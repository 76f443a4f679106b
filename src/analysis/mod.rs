//! Analysis: from annotated declarations to the injection context

pub mod analyzer;
pub mod bindings;
pub mod bridges;
pub mod components;
pub mod factories;
pub mod helper;
pub mod injection_targets;
pub mod modules;

pub use analyzer::Analyzer;
pub use bindings::{BindingRegistry, BindingsAnalyzer};
pub use bridges::BridgeRegistry;
pub use components::ComponentsAnalyzer;
pub use factories::FactoriesAnalyzer;
pub use helper::{AnalyzerHelper, Member, ScopeRegistry};
pub use injection_targets::{InjectionTargets, InjectionTargetsAnalyzer};
pub use modules::{ModuleParser, ModuleRegistry, ParsedModule};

- **WHAT THIS TASK INVOLVES**: What lines above contain the word "bindings"? Return each such line.

- **EXERCISE OUTPUT**:
pub mod bindings;
pub use bindings::{BindingRegistry, BindingsAnalyzer};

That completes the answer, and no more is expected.